= Okur–Chung neurodevelopmental syndrome =

Human disease

Okur-Chung Neurodevelopmental Syndrome (OCNDS) is an ultra-rare neurodevelopmental syndrome first discovered in 2016. It is believed to occur in around 1 in 100,000 live births. OCNDS is caused by pathogenic variants in the CSNK2A1 gene.

== Symptoms ==
Individuals with Okur–Chung neurodevelopmental syndrome (OCNDS) commonly show global developmental delay, intellectual disability, hypotonia, and speech and language impairment. Some individuals are non-verbal. Developmental milestones are often delayed. Independent walking is typically achieved later than average. Most children walk by 18 months in the general population, while the mean reported age in OCNDS is about 30.6 months. First spoken words also tend to occur later. Around 60% of affected individuals do not speak their first words until after 18 months. Typical first word use is around 12 months in most children, with up to 16 months considered within the normal range.

Neurological features are frequent. Global developmental delay and intellectual disability are commonly reported neurological symptoms. Approximately a third of patients present with a smaller head circumference (microcephaly). Seizures occur in roughly one-third of patients and may present as generalized tonic–clonic seizures, infantile spasms, absence seizures, atonic seizures, and focal seizures, with an average onset near 2 years of age. Behavioral and neurodevelopmental conditions such as autism spectrum disorder, attention-deficit/hyperactivity disorder (ADHD), and behavioral dysregulation (e.g., aggression, tantrums) related to communication challenges have been reported.

Musculoskeletal and growth-related findings include hypotonia as a common presentation. Scoliosis and kyphosis can occur. Nearly half of affected individuals have short stature. Some exhibit a partial growth hormone deficiency.

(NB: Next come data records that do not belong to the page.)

//! Stock domain module.
//!
//! Serialized units (inverters) as the external stock query reports them:
//! a point-in-time snapshot of what is currently available for dispatch.
//! The snapshot is ground truth; nothing in this workspace caches it beyond
//! the current session.

pub mod provider;
pub mod snapshot;
pub mod unit;

pub use provider::{StockQuery, StockView};
pub use snapshot::StockSnapshot;
pub use unit::{ModelInfo, StockUnit};
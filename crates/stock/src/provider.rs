//! External stock query boundary.

use async_trait::async_trait;
use serde::{Deserialize, Serialize};

use dispatchforge_core::DomainResult;

use crate::snapshot::StockSnapshot;

/// Cached stock views that can go stale after a dispatch is created.
///
/// A successful submission moves units out of factory stock and into the
/// receiving dealer's stock, so both views must be refetched.
#[derive(Debug, Copy, Clone, PartialEq, Eq, Hash, Serialize, Deserialize)]
#[serde(rename_all = "lowercase")]
pub enum StockView {
    Factory,
    Dealer,
}

impl core::fmt::Display for StockView {
    fn fmt(&self, f: &mut core::fmt::Formatter<'_>) -> core::fmt::Result {
        match self {
            StockView::Factory => f.write_str("factory"),
            StockView::Dealer => f.write_str("dealer"),
        }
    }
}

/// On-demand supplier of stock snapshots.
///
/// Implementations own transport and persistence; the engine only consumes
/// the returned snapshot and never mutates it.
#[async_trait]
pub trait StockQuery: Send + Sync {
    async fn fetch_stock(&self, view: StockView) -> DomainResult<StockSnapshot>;
}
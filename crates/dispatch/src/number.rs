//! Deterministic dispatch-number derivation.
//!
//! `prefix + ddmmyy + suffix`, where the suffix is carved out of the first
//! and last selected serials. Pure function of its inputs: callers re-derive
//! on every selection/date/prefix change to drive a live preview, and may
//! override the final submitted value.

/// Derive a human-readable dispatch number from the ordered selection, a
/// `YYYY-MM-DD` date string, and an operator prefix.
///
/// A date that does not decompose into three hyphen-separated parts
/// contributes an empty `ddmmyy` rather than an error; everything else
/// degrades through bounded slices and fixed fallbacks, never panics.
pub fn derive_dispatch_number<S: AsRef<str>>(serials: &[S], date: &str, prefix: &str) -> String {
    let ddmmyy = date_compact(date);

    let suffix = match serials {
        [] => "0001".to_string(),
        [only] => {
            let cleaned = alnum(only.as_ref());
            if cleaned.is_empty() {
                "0001".to_string()
            } else {
                tail(&cleaned, 4)
            }
        }
        [first, .., last] => {
            let head_src = alnum(first.as_ref());
            let tail_src = alnum(last.as_ref());
            let head_part = if head_src.is_empty() {
                "001".to_string()
            } else {
                head(&head_src, 3)
            };
            let tail_part = if tail_src.is_empty() {
                "999".to_string()
            } else {
                tail(&tail_src, 3)
            };
            format!("{head_part}{tail_part}")
        }
    };

    format!("{prefix}{ddmmyy}{suffix}")
}

/// `day + month + last-two-of-year`, or empty for a date string that is not
/// three hyphen-separated parts.
fn date_compact(date: &str) -> String {
    let parts: Vec<&str> = date.split('-').collect();
    match parts.as_slice() {
        [year, month, day] => format!("{day}{month}{}", tail(year, 2)),
        _ => String::new(),
    }
}

/// Strip every character that is not an ASCII letter or digit.
fn alnum(s: &str) -> String {
    s.chars().filter(|c| c.is_ascii_alphanumeric()).collect()
}

/// At most the first `n` characters of `s`.
fn head(s: &str, n: usize) -> String {
    s.chars().take(n).collect()
}

/// At most the last `n` characters of `s`.
fn tail(s: &str, n: usize) -> String {
    let len = s.chars().count();
    s.chars().skip(len.saturating_sub(n)).collect()
}
//! Strongly-typed identifiers used across the domain.

use core::str::FromStr;
use serde::{Deserialize, Serialize};
use uuid::Uuid;

use crate::error::DomainError;

/// Identifier of a registered service center.
#[derive(Debug, Copy, Clone, PartialEq, Eq, Hash, Serialize, Deserialize)]
#[serde(transparent)]
pub struct CenterId(Uuid);

/// Identifier of a dispatch record (distinct from the human-readable
/// dispatch number, which is derived, not assigned).
#[derive(Debug, Copy, Clone, PartialEq, Eq, Hash, Serialize, Deserialize)]
#[serde(transparent)]
pub struct DispatchId(Uuid);

macro_rules! impl_uuid_newtype {
    ($t:ty, $name:literal) => {
        impl $t {
            /// Create a new identifier.
            ///
            /// Uses UUIDv7 (time-ordered). Prefer passing IDs explicitly in tests
            /// for determinism.
            pub fn new() -> Self {
                Self(Uuid::now_v7())
            }

            pub fn from_uuid(uuid: Uuid) -> Self {
                Self(uuid)
            }

            pub fn as_uuid(&self) -> &Uuid {
                &self.0
            }
        }

        impl Default for $t {
            fn default() -> Self {
                Self::new()
            }
        }

        impl core::fmt::Display for $t {
            fn fmt(&self, f: &mut core::fmt::Formatter<'_>) -> core::fmt::Result {
                core::fmt::Display::fmt(&self.0, f)
            }
        }

        impl From<Uuid> for $t {
            fn from(value: Uuid) -> Self {
                Self(value)
            }
        }

        impl From<$t> for Uuid {
            fn from(value: $t) -> Self {
                value.0
            }
        }

        impl FromStr for $t {
            type Err = DomainError;

            fn from_str(s: &str) -> Result<Self, Self::Err> {
                let uuid = Uuid::from_str(s)
                    .map_err(|e| DomainError::invalid_id(format!("{}: {}", $name, e)))?;
                Ok(Self(uuid))
            }
        }
    };
}

impl_uuid_newtype!(CenterId, "CenterId");
impl_uuid_newtype!(DispatchId, "DispatchId");

#[cfg(test)]
mod tests {
    use super::*;

    #[test]
    fn center_id_round_trips_through_display_and_from_str() {
        let id = CenterId::new();
        let parsed: CenterId = id.to_string().parse().unwrap();
        assert_eq!(id, parsed);
    }

    #[test]
    fn garbage_is_rejected_as_invalid_id() {
        let err = "not-a-uuid".parse::<DispatchId>().unwrap_err();
        assert!(matches!(err, DomainError::InvalidId(_)));
    }
}
static GROUPS: Map<&'static str, Entry> = phf_map! {
    "(...)" => entry!("Capturing group", "Groups its contents and remembers the matched text under the next group number.",
        syntax: "(...)", example: "(ab)+ matches \"abab\" and captures \"ab\"", reference: REF_GROUPS),
    "(?:...)" => entry!("Non-capturing group", "Groups its contents without remembering the matched text.",
        syntax: "(?:...)", example: "(?:ab)+ matches \"abab\"", reference: REF_GROUPS),
    "(?<name>...)" => entry!("Named capturing group", "Groups its contents and remembers the matched text under a name as well as a number.",
        syntax: "(?<name>...)", example: "(?<year>\\d{4}) captures a year as \"year\"",
        reference: "https://www.regular-expressions.info/named.html"),
    "(?>...)" => entry!("Atomic group", "Matches its contents once and discards the backtracking positions inside it.",
        syntax: "(?>...)", example: "(?>a+)b fails fast on \"aaaa\"",
        reference: "https://www.regular-expressions.info/atomic.html"),
    "(?(cond)yes|no)" => entry!("Conditional", "Tries the yes branch when the condition holds and the no branch otherwise.",
        syntax: "(?(cond)yes|no)", example: "(<)?\\w+(?(1)>) matches \"<a>\" and \"a\"",
        reference: "https://www.regular-expressions.info/conditional.html"),
    "(?|...)" => entry!("Branch reset group", "Each alternative numbers its capturing groups from the same starting number.",
        syntax: "(?|...)", example: "(?|(a)|(b)) captures either letter as group 1",
        reference: "https://www.regular-expressions.info/branchreset.html"),
    "(?flags)" => entry!("Mode modifier", "Turns matching options on or off for the rest of the enclosing group.",
        syntax: "(?imsx-imsx)", example: "(?i)abc matches \"ABC\"",
        reference: "https://www.regular-expressions.info/modifiers.html"),
    "(?flags:...)" => entry!("Scoped mode modifier", "A non-capturing group whose contents match with the given options.",
        syntax: "(?imsx-imsx:...)", example: "a(?i:b)c matches \"aBc\" but not \"ABc\"",
        reference: "https://www.regular-expressions.info/modifiers.html"),
};

static ASSERTIONS: Map<&'static str, Entry> = phf_map! {
    "(?=...)" => entry!("Positive lookahead", "Succeeds if its contents match right here, without consuming them.",
        syntax: "(?=...)", example: "q(?=u) matches the \"q\" in \"queen\"", reference: REF_LOOKAROUND),
    "(?!...)" => entry!("Negative lookahead", "Succeeds if its contents do not match right here.",
        syntax: "(?!...)", example: "q(?!u) matches the \"q\" in \"Iraq\"", reference: REF_LOOKAROUND),
    "(?<=...)" => entry!("Positive lookbehind", "Succeeds if its contents match immediately before this position.",
        syntax: "(?<=...)", example: "(?<=\\$)\\d+ matches \"42\" in \"$42\"", reference: REF_LOOKAROUND),
    "(?<!...)" => entry!("Negative lookbehind", "Succeeds if its contents do not match immediately before this position.",
        syntax: "(?<!...)", example: "(?<!\\$)\\b\\d+ matches \"42\" in \"x 42\"", reference: REF_LOOKAROUND),
};

static BACKREFERENCES: Map<&'static str, Entry> = phf_map! {
    "\\N" => entry!("Backreference", "Matches the same text most recently captured by the numbered group.",
        syntax: "\\1 ... \\9", example: "(\\w)\\1 matches \"ee\" in \"feet\"", reference: REF_BACKREF),
    "\\g{-N}" => entry!("Relative backreference", "Matches the text captured by the group N positions before this reference.",
        syntax: "\\g{-1}", reference: REF_BACKREF),
    "\\k<name>" => entry!("Named backreference", "Matches the same text most recently captured by the named group.",
        syntax: "\\k<name>", example: "(?<q>['\"]).*?\\k<q> matches a quoted string", reference: REF_BACKREF),
};

static SPECIAL: Map<&'static str, Entry> = phf_map! {
    "(?R)" => entry!("Recursion", "Matches the whole pattern again at this point.",
        syntax: "(?R) or (?0)", example: "\\((?:[^()]|(?R))*\\) matches balanced parentheses", reference: REF_RECURSION),
    "(?N)" => entry!("Group recursion", "Matches the pattern of the numbered group again at this point.",
        syntax: "(?1), (?-1), (?+1)", reference: REF_RECURSION),
    "(?&name)" => entry!("Subroutine call", "Matches the pattern of the named group again at this point.",
        syntax: "(?&name), \\g<name>, (?P>name)",
        reference: "https://www.regular-expressions.info/subroutine.html"),
    "(?#...)" => entry!("Comment", "Ignored by the engine; documents the pattern.",
        syntax: "(?#text)", example: "\\d+(?#digits)"),
    "\\Q...\\E" => entry!("Quoted text", "Everything between \\Q and \\E matches literally.",
        syntax: "\\Q...\\E", example: "\\Q1+1\\E matches \"1+1\""),
    "\\K" => entry!("Match reset", "Drops everything matched so far from the reported match.",
        syntax: "\\K", example: "foo\\Kbar reports \"bar\" in \"foobar\""),
    "(?...)" => entry!("Special construct", "An extension group this tool does not know in detail."),
    "(*VERB)" => entry!("Backtracking control verb", "Controls how the engine backtracks.",
        syntax: "(*VERB) or (*VERB:arg)", reference: "https://www.regular-expressions.info/verb.html"),
    "(*FAIL)" => entry!("Fail", "Forces the current path to fail and backtrack.", syntax: "(*FAIL) or (*F)"),
    "(*F)" => entry!("Fail", "Forces the current path to fail and backtrack.", syntax: "(*FAIL) or (*F)"),
    "(*ACCEPT)" => entry!("Accept", "Ends the match successfully right here.", syntax: "(*ACCEPT)"),
    "(*COMMIT)" => entry!("Commit", "Once passed, a later failure fails the whole match with no further attempts.", syntax: "(*COMMIT)"),
    "(*PRUNE)" => entry!("Prune", "Once passed, a later failure fails the attempt at the current start position.", syntax: "(*PRUNE)"),
    "(*SKIP)" => entry!("Skip", "Once passed, a later failure restarts matching at this position.", syntax: "(*SKIP)"),
    "(*THEN)" => entry!("Then", "Once passed, a later failure skips to the next alternative.", syntax: "(*THEN)"),
    "(*MARK)" => entry!("Mark", "Names a position for use by (*SKIP:name).", syntax: "(*MARK:name)"),
};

Several other body systems may be involved. Gastrointestinal issues are common. Constipation is most frequently reported, and some infants experience feeding difficulties that can lead to gastrostomy tube placement. Immune-related issues include recurrent minor infections. Some individuals show low immunoglobulin levels (for example IgG or IgA deficiency) and require intravenous immunoglobulin treatment. Ophthalmologic manifestations include astigmatism and strabismus. Genitourinary anomalies vary and can include ectopic kidney, duplicated renal collecting system, pelvicaliectasia, labial adhesions , and undescended testes. Cardiovascular findings reported in a minority of cases include pulmonary valve abnormalities, atrial septal defect, tetralogy of Fallot, and aortic root dilation.

Dental anomalies have been described in primary teeth. Reported findings include cracked teeth, unusually long incisors, enamel defects, fused teeth, and microdontia.

== Causes ==

=== Inheritance ===
The majority of cases are de novo however, inherited cases have been observed. Inheritance occurs via an autosomal dominant inheritance pattern.

=== Genetics ===
Volkan Okur and Wendy Chung discovered OCNDS in 2016. OCNDS is a genetic disorder with an autosomal dominant pattern of inheritance. Most cases are sporadic mutations. The causative gene is CSNK2A1, located on chromosome 20. CSNK2A1 encodes for the protein Casein Kinase 2 alpha 1 (CK2α), the alpha catalytic subunit of a critical kinase protein in the body. Different types of pathogenic variants exist in OCNDS including:

- Missense variants - these are the most represented type of mutation in OCNDS
- Nonsense variants
- Protein truncating variants
- Splice site variants
- Gene deletions - ranging from partial to full gene deletion

== Diagnosis ==
Currently, OCNDS can only be diagnosed through genetic sequencing (e.g., whole exome sequencing, whole genome sequencing, select panels at genetic testing labs). Testing is initiated for individuals who have suggestive findings for OCNDS.

== Treatment ==
There is currently no curative treatment for OCNDS. Management focuses on supportive care and early intervention to address developmental, behavioral, and medical needs. Children often receive speech, occupational, and physical therapy. Some may also benefit from music or equine-assisted therapy. Augmentative and alternative communication (AAC) devices are frequently used to support communication. Standard anti-seizure medications are used when epilepsy is present. Many children require individualized educational support through an Individualized Education Program (IEP). Ongoing surveillance is recommended to monitor growth, nutrition and feeding concerns, constipation, developmental progress, infections, sleep disturbances, vision issues, and emerging symptoms such as seizures or changes in motor, coordination, or behavioral functioning.

== Epidemiology ==
OCNDS is observed in males and females alike. The prevalence is around 1 in 100,000 live births.

An ICD-10 Code has been proposed for OCNDS and is currently under review.

== Resources ==
A patient advocacy organization exists to support individuals and families called the CSNK2A1 Foundation.